> What the task asks
Retype exactly the lines below, beginning with the first and ending with the line where "pub struct Serializer" appears.

> Raw data

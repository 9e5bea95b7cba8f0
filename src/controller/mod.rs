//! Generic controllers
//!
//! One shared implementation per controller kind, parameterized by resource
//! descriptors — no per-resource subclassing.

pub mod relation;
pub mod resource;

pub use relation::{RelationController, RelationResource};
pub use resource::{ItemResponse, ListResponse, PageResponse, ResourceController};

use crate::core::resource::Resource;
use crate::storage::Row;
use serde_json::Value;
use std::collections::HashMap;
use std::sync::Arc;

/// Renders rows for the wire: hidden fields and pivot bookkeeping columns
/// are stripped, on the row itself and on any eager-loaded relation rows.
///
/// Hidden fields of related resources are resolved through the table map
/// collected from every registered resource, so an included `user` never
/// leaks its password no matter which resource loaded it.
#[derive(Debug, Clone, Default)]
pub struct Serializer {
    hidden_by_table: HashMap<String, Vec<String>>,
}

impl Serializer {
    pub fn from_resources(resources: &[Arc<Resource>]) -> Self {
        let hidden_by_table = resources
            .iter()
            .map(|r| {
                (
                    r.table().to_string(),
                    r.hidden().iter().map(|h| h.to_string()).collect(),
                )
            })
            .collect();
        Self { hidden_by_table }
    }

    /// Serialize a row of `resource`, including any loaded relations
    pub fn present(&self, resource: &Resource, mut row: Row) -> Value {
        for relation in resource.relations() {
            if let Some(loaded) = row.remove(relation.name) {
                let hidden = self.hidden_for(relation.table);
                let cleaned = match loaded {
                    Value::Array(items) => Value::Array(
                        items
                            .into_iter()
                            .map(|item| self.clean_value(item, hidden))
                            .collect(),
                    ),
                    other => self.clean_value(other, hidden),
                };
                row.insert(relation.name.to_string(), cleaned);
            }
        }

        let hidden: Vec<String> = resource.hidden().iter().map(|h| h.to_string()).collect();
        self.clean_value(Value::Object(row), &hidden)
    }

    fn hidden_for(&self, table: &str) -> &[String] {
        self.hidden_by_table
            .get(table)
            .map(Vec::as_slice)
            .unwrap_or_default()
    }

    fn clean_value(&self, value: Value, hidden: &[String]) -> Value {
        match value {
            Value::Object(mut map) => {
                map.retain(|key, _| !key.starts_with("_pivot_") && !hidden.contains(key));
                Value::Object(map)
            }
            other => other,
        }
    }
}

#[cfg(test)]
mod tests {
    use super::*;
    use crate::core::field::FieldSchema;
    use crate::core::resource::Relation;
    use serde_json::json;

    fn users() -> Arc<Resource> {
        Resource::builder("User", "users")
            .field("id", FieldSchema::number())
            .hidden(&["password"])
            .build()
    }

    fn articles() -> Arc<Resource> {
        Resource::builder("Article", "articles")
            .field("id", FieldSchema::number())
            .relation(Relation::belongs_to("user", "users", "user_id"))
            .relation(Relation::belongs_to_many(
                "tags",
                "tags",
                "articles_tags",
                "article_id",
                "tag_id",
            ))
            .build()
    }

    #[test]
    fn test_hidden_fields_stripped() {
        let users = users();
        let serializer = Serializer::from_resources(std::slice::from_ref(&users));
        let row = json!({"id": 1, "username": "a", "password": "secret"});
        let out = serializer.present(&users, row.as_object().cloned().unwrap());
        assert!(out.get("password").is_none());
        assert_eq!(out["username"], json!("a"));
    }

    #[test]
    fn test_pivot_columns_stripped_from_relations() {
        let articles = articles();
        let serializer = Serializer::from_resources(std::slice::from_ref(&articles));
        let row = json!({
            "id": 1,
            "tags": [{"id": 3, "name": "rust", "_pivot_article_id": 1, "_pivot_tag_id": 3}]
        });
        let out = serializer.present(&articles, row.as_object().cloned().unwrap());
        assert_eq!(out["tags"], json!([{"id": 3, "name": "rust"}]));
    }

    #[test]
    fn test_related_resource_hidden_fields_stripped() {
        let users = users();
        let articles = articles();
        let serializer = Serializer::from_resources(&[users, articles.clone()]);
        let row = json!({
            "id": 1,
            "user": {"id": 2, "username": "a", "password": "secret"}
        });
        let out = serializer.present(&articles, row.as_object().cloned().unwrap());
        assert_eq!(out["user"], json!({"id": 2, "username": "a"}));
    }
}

> Task response
repository 9e5bea95b7cba8f0
filename src/controller/mod.rs
//! Generic controllers
//!
//! One shared implementation per controller kind, parameterized by resource
//! descriptors — no per-resource subclassing.

pub mod relation;
pub mod resource;

pub use relation::{RelationController, RelationResource};
pub use resource::{ItemResponse, ListResponse, PageResponse, ResourceController};

use crate::core::resource::Resource;
use crate::storage::Row;
use serde_json::Value;
use std::collections::HashMap;
use std::sync::Arc;

/// Renders rows for the wire: hidden fields and pivot bookkeeping columns
/// are stripped, on the row itself and on any eager-loaded relation rows.
///
/// Hidden fields of related resources are resolved through the table map
/// collected from every registered resource, so an included `user` never
/// leaks its password no matter which resource loaded it.
#[derive(Debug, Clone, Default)]
pub struct Serializer {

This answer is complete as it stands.